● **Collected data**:
────
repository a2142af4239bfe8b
use crate::phrase::{FIVE, HALF, PAST, QUARTER, TEN, TO, TWENTY};

/// Which hour a bucket's phrase is anchored to.
#[derive(Debug, Copy, Clone, Eq, PartialEq)]
pub enum HourAnchor {
    /// "{H} O'CLOCK".
    OClock,
    /// "... PAST {H}".
    Past,
    /// "... TO {N}".
    To,
}

/// Five-minute window of the hour, closed-open: `[0,5)`, `[5,10)`, ..., `[55,60)`.
#[derive(Debug, Copy, Clone, Eq, PartialEq, Hash)]
pub enum MinuteBucket {
    OClock,
    FivePast,
    TenPast,
    QuarterPast,
    TwentyPast,
    TwentyFivePast,
    HalfPast,
    TwentyFiveTo,
    TwentyTo,
    QuarterTo,
    TenTo,
    FiveTo,
}

impl MinuteBucket {
    /// All buckets in minute order.
    pub const ALL: [MinuteBucket; 12] = [
        MinuteBucket::OClock,
        MinuteBucket::FivePast,
        MinuteBucket::TenPast,
        MinuteBucket::QuarterPast,
        MinuteBucket::TwentyPast,
        MinuteBucket::TwentyFivePast,
        MinuteBucket::HalfPast,
        MinuteBucket::TwentyFiveTo,
        MinuteBucket::TwentyTo,
        MinuteBucket::QuarterTo,
        MinuteBucket::TenTo,
        MinuteBucket::FiveTo,
    ];

    /// Classifies a minute. Values past 59 saturate into the last bucket.
    #[inline]
    pub const fn from_minute(minute: u32) -> Self {
        let i = minute / 5;
        Self::ALL[if i > 11 { 11 } else { i as usize }]
    }

    /// Position in [`MinuteBucket::ALL`].
    #[inline]
    pub const fn index(self) -> usize {
        self as usize
    }

    /// First minute covered by this bucket.
    #[inline]
    pub const fn start_minute(self) -> u32 {
        self.index() as u32 * 5
    }

    #[inline]
    pub const fn anchor(self) -> HourAnchor {
        match self {
            MinuteBucket::OClock => HourAnchor::OClock,
            MinuteBucket::FivePast
            | MinuteBucket::TenPast
            | MinuteBucket::QuarterPast
            | MinuteBucket::TwentyPast
            | MinuteBucket::TwentyFivePast
            | MinuteBucket::HalfPast => HourAnchor::Past,
            _ => HourAnchor::To,
        }
    }

    /// Words between "IT'S" and the hour token, in reading order.
    pub const fn words(self) -> &'static [&'static str] {
        match self {
            MinuteBucket::OClock => &[],
            MinuteBucket::FivePast => &[FIVE, PAST],
            MinuteBucket::TenPast => &[TEN, PAST],
            MinuteBucket::QuarterPast => &[QUARTER, PAST],
            MinuteBucket::TwentyPast => &[TWENTY, PAST],
            MinuteBucket::TwentyFivePast => &[TWENTY, FIVE, PAST],
            MinuteBucket::HalfPast => &[HALF, PAST],
            MinuteBucket::TwentyFiveTo => &[TWENTY, FIVE, TO],
            MinuteBucket::TwentyTo => &[TWENTY, TO],
            MinuteBucket::QuarterTo => &[QUARTER, TO],
            MinuteBucket::TenTo => &[TEN, TO],
            MinuteBucket::FiveTo => &[FIVE, TO],
        }
    }
}
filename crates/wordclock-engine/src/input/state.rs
use std::collections::HashSet;

use super::frame::InputFrame;
use super::types::{InputEvent, Key, KeyState, Modifiers};

/// Current keyboard state for a single window.
#[derive(Debug, Default)]
pub struct InputState {
    pub modifiers: Modifiers,
    pub focused: bool,
    pub keys_down: HashSet<Key>,
}

impl InputState {
    /// Applies an event to the current state and records deltas in `frame`.
    pub fn apply_event(&mut self, frame: &mut InputFrame, ev: InputEvent) {
        match &ev {
            InputEvent::ModifiersChanged(m) => {
                self.modifiers = *m;
            }

            InputEvent::Focused(f) => {
                self.focused = *f;
                if !*f {
                    // Releases are not delivered to unfocused windows.
                    self.keys_down.clear();
                }
            }

            InputEvent::Key { key, state, modifiers, .. } => {
                self.modifiers = *modifiers;

                match state {
                    KeyState::Pressed => {
                        if self.keys_down.insert(*key) {
                            frame.keys_pressed.insert(*key);
                        }
                    }
                    KeyState::Released => {
                        if self.keys_down.remove(key) {
                            frame.keys_released.insert(*key);
                        }
                    }
                }
            }
        }

        frame.push_event(ev);
    }

    pub fn key_down(&self, key: Key) -> bool {
        self.keys_down.contains(&key)
    }
}

#[cfg(test)]
mod tests {
    use super::*;

    fn key(key: Key, state: KeyState) -> InputEvent {
        InputEvent::Key { key, state, modifiers: Modifiers::default(), repeat: false }
    }

    #[test]
    fn press_and_release_are_recorded_once() {
        let mut st = InputState::default();
        let mut fr = InputFrame::default();

        st.apply_event(&mut fr, key(Key::Escape, KeyState::Pressed));
        st.apply_event(&mut fr, key(Key::Escape, KeyState::Pressed));
        assert!(st.key_down(Key::Escape));
        assert!(fr.pressed(Key::Escape));
        assert_eq!(fr.keys_pressed.len(), 1);
        assert_eq!(fr.events.len(), 2);

        fr.clear();
        st.apply_event(&mut fr, key(Key::Escape, KeyState::Released));
        assert!(!st.key_down(Key::Escape));
        assert!(fr.keys_released.contains(&Key::Escape));
        assert!(!fr.pressed(Key::Escape));
    }

    #[test]
    fn focus_loss_clears_held_keys() {
        let mut st = InputState::default();
        let mut fr = InputFrame::default();
        st.apply_event(&mut fr, key(Key::Q, KeyState::Pressed));
        st.apply_event(&mut fr, InputEvent::Focused(false));
        assert!(!st.key_down(Key::Q));
        assert!(!st.focused);
    }

    #[test]
    fn key_events_carry_modifiers() {
        let mut st = InputState::default();
        let mut fr = InputFrame::default();
        let ctrl = Modifiers { ctrl: true, ..Modifiers::default() };
        st.apply_event(
            &mut fr,
            InputEvent::Key { key: Key::Q, state: KeyState::Pressed, modifiers: ctrl, repeat: false },
        );
        assert_eq!(st.modifiers, ctrl);
        assert!(st.modifiers.any());
    }
}
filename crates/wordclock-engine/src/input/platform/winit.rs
use winit::event::{ElementState, WindowEvent};
use winit::keyboard::{KeyCode, ModifiersState, PhysicalKey};

use crate::input::{InputEvent, Key, KeyState, Modifiers};

/// Translates a winit `WindowEvent` into an engine `InputEvent`.
///
/// Returns `None` for events the input subsystem ignores (pointer, IME, ...).
pub(crate) fn translate_window_event(
    modifiers: Modifiers,
    event: &WindowEvent,
) -> Option<InputEvent> {
    match event {
        WindowEvent::ModifiersChanged(m) => {
            Some(InputEvent::ModifiersChanged(map_modifiers(m.state())))
        }

        WindowEvent::Focused(f) => Some(InputEvent::Focused(*f)),

        WindowEvent::KeyboardInput { event, .. } => {
            let state = match event.state {
                ElementState::Pressed => KeyState::Pressed,
                ElementState::Released => KeyState::Released,
            };

            Some(InputEvent::Key {
                key: map_key(event.physical_key),
                state,
                modifiers,
                repeat: event.repeat,
            })
        }

        _ => None,
    }
}

fn map_modifiers(m: ModifiersState) -> Modifiers {
    Modifiers {
        shift: m.shift_key(),
        ctrl: m.control_key(),
        alt: m.alt_key(),
        meta: m.super_key(),
    }
}

fn map_key(pk: PhysicalKey) -> Key {
    match pk {
        PhysicalKey::Code(code) => match code {
            KeyCode::Escape => Key::Escape,
            KeyCode::KeyQ => Key::Q,
            KeyCode::KeyW => Key::W,
            other => Key::Unknown(other as u32),
        },
        // NativeKeyCode has no stable numeric form in winit 0.30.
        PhysicalKey::Unidentified(_) => Key::Unknown(0),
    }
}

#[cfg(test)]
mod tests {
    use super::*;

    #[test]
    fn maps_window_keys() {
        assert_eq!(map_key(PhysicalKey::Code(KeyCode::Escape)), Key::Escape);
        assert_eq!(map_key(PhysicalKey::Code(KeyCode::KeyQ)), Key::Q);
        assert_eq!(map_key(PhysicalKey::Code(KeyCode::KeyW)), Key::W);
    }

    #[test]
    fn other_keys_are_unknown() {
        assert!(matches!(map_key(PhysicalKey::Code(KeyCode::KeyZ)), Key::Unknown(_)));
    }

    #[test]
    fn maps_modifier_bits() {
        let m = map_modifiers(ModifiersState::SHIFT | ModifiersState::SUPER);
        assert_eq!(m, Modifiers { shift: true, ctrl: false, alt: false, meta: true });
    }
}
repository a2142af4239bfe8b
use std::time::{Duration, Instant};

/// One fired tick.
#[derive(Debug, Copy, Clone, Eq, PartialEq)]
pub struct Tick {
    /// Count of fired ticks before this one.
    pub index: u64,
    /// Scheduled instants that passed without firing (stalls, sleep).
    pub missed: u32,
}

/// Fixed-interval schedule.
///
/// The first tick is due immediately. After a stall the ticker fires once
/// and realigns to the original phase; missed periods are reported, not
/// replayed.
#[derive(Debug, Clone)]
pub struct Ticker {
    interval: Duration,
    next: Instant,
    fired: u64,
}

impl Ticker {
    pub fn new(interval: Duration, start: Instant) -> Self {
        debug_assert!(!interval.is_zero(), "ticker interval must be non-zero");
        Self { interval: interval.max(Duration::from_millis(1)), next: start, fired: 0 }
    }

    #[inline]
    pub fn interval(&self) -> Duration {
        self.interval
    }

    /// Instant the next tick is due.
    #[inline]
    pub fn deadline(&self) -> Instant {
        self.next
    }

    /// Fires if the deadline has passed.
    pub fn poll(&mut self, now: Instant) -> Option<Tick> {
        if now < self.next {
            return None;
        }

        let late = now.duration_since(self.next);
        let periods = late.as_nanos() / self.interval.as_nanos();
        let missed = u32::try_from(periods).unwrap_or(u32::MAX);

        self.next += self.interval * missed.saturating_add(1);

        let tick = Tick { index: self.fired, missed };
        self.fired += 1;
        Some(tick)
    }
}

#[cfg(test)]
mod tests {
    use super::*;

    const SEC: Duration = Duration::from_secs(1);

    #[test]
    fn first_tick_is_immediate() {
        let t0 = Instant::now();
        let mut ticker = Ticker::new(SEC, t0);
        assert_eq!(ticker.poll(t0), Some(Tick { index: 0, missed: 0 }));
        assert_eq!(ticker.deadline(), t0 + SEC);
    }

    #[test]
    fn waits_for_deadline() {
        let t0 = Instant::now();
        let mut ticker = Ticker::new(SEC, t0);
        ticker.poll(t0);
        assert_eq!(ticker.poll(t0 + Duration::from_millis(999)), None);
        assert_eq!(ticker.poll(t0 + SEC), Some(Tick { index: 1, missed: 0 }));
    }

    #[test]
    fn stall_reports_missed_and_keeps_phase() {
        let t0 = Instant::now();
        let mut ticker = Ticker::new(SEC, t0);
        ticker.poll(t0);
        let late = t0 + Duration::from_millis(4_500);
        assert_eq!(ticker.poll(late), Some(Tick { index: 1, missed: 3 }));
        assert_eq!(ticker.deadline(), t0 + SEC * 5);
        assert_eq!(ticker.poll(late), None);
    }

    #[test]
    fn slightly_late_tick_does_not_drift() {
        let t0 = Instant::now();
        let mut ticker = Ticker::new(SEC, t0);
        ticker.poll(t0 + Duration::from_millis(20));
        assert_eq!(ticker.deadline(), t0 + SEC);
    }
}
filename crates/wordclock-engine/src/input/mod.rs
//! Keyboard input subsystem.
//!
//! The clock only reacts to window-management keys, so the public API is a
//! small platform-agnostic key model. The runtime translates winit events
//! through `platform::winit`.

mod frame;
pub(crate) mod platform;
mod state;
mod types;

pub use frame::InputFrame;
pub use state::InputState;
pub use types::{InputEvent, Key, KeyState, Modifiers};
/// High-level response after a surface error.
#[derive(Debug, Copy, Clone, Eq, PartialEq)]
pub enum SurfaceErrorAction {
    /// Surface was reconfigured; rendering resumes next frame.
    Reconfigured,
    /// Transient error; skip the current frame.
    SkipFrame,
    /// Unrecoverable (out of memory); the runtime exits.
    Fatal,
}
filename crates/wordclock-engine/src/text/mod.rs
//! Font loading and text measurement.

mod font_system;

pub use font_system::{FontId, FontLoadError, FontSystem};
use std::sync::Once;

/// Filter used when neither the config nor `RUST_LOG` provides one.
///
/// wgpu and naga are chatty at info level during adapter selection.
pub const DEFAULT_FILTER: &str = "info,wgpu_core=warn,wgpu_hal=warn,naga=warn";

/// Logger configuration.
///
/// `env_filter` follows the `env_logger` filter syntax (e.g. "info",
/// "wordclock_ui=debug,wgpu=warn").
#[derive(Debug, Clone)]
pub struct LoggingConfig {
    pub env_filter: Option<String>,
    pub write_style: env_logger::WriteStyle,
}

impl Default for LoggingConfig {
    fn default() -> Self {
        Self {
            env_filter: None,
            write_style: env_logger::WriteStyle::Auto,
        }
    }
}

impl LoggingConfig {
    /// Filter string after applying precedence: config, `RUST_LOG`, default.
    pub fn resolve_filter(&self, rust_log: Option<String>) -> String {
        self.env_filter
            .clone()
            .or(rust_log.filter(|s| !s.trim().is_empty()))
            .unwrap_or_else(|| DEFAULT_FILTER.to_string())
    }
}

static INIT: Once = Once::new();

/// Initializes the global logger once; later calls are ignored.
pub fn init_logging(config: LoggingConfig) {
    INIT.call_once(|| {
        let filter = config.resolve_filter(std::env::var("RUST_LOG").ok());

        let mut builder = env_logger::Builder::new();
        builder.parse_filters(&filter);
        builder.write_style(config.write_style);
        builder.format_timestamp_millis();

        if builder.try_init().is_err() {
            // Another logger was installed first (e.g. a test harness).
            return;
        }

        log::debug!("logging initialized with filter '{filter}'");
    });
}
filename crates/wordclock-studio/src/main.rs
//! Single radial word clock following the machine's local time.

use anyhow::Result;

use wordclock_core::ZoneSpec;
use wordclock_engine::logging::{init_logging, LoggingConfig};
use wordclock_studio::fonts;
use wordclock_ui::Application;

fn main() -> Result<()> {
    init_logging(LoggingConfig::default());

    let (regular, bold) = fonts::load_fonts()?;

    Application::new()
        .title("Radial Word Clock")
        .font(regular)
        .bold_font(bold)
        .zones(&[ZoneSpec::LOCAL])
        .signature("Made with <3 by Luise")
        .run()
}
use crate::client::Operation;
use serde_json::Value;
use std::fmt;

#[derive(Debug, Clone)]
pub struct ApiError {
    pub operation: Operation,
    pub stage: &'static str,
    pub detail: String,
    pub status: Option<u16>,
    pub raw_body: Option<String>,
    pub raw_body_json: Option<Value>,
}

impl ApiError {
    /// Backend error message, when the body is FastAPI-style `{"detail": "..."}`.
    pub fn backend_detail(&self) -> Option<&str> {
        self.raw_body_json.as_ref()?.get("detail")?.as_str()
    }
}

impl fmt::Display for ApiError {
    fn fmt(&self, f: &mut fmt::Formatter<'_>) -> fmt::Result {
        write!(
            f,
            "{} request failed (stage={}): {}",
            self.operation.as_str(),
            self.stage,
            self.detail
        )?;
        if let Some(detail) = self.backend_detail() {
            write!(f, " ({detail})")?;
        }
        Ok(())
    }
}

impl std::error::Error for ApiError {}

#[cfg(test)]
mod tests {
    use super::*;
    use serde_json::json;

    #[test]
    fn display_includes_backend_detail() {
        let err = ApiError {
            operation: Operation::Analyze,
            stage: "http",
            detail: "status=500".to_string(),
            status: Some(500),
            raw_body: Some("{\"detail\":\"graph crashed\"}".to_string()),
            raw_body_json: Some(json!({"detail": "graph crashed"})),
        };
        assert_eq!(
            err.to_string(),
            "analyze request failed (stage=http): status=500 (graph crashed)"
        );
    }

    #[test]
    fn display_without_json_body() {
        let err = ApiError {
            operation: Operation::SaveProfile,
            stage: "send",
            detail: "connection refused".to_string(),
            status: None,
            raw_body: None,
            raw_body_json: None,
        };
        assert_eq!(
            err.to_string(),
            "save_profile request failed (stage=send): connection refused"
        );
    }
}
────
Give again, word for word, the records from their first line to the one with "pub enum MinuteBucket", and leave out all else.

repository a2142af4239bfe8b
use crate::phrase::{FIVE, HALF, PAST, QUARTER, TEN, TO, TWENTY};

/// Which hour a bucket's phrase is anchored to.
#[derive(Debug, Copy, Clone, Eq, PartialEq)]
pub enum HourAnchor {
    /// "{H} O'CLOCK".
    OClock,
    /// "... PAST {H}".
    Past,
    /// "... TO {N}".
    To,
}

/// Five-minute window of the hour, closed-open: `[0,5)`, `[5,10)`, ..., `[55,60)`.
#[derive(Debug, Copy, Clone, Eq, PartialEq, Hash)]
pub enum MinuteBucket {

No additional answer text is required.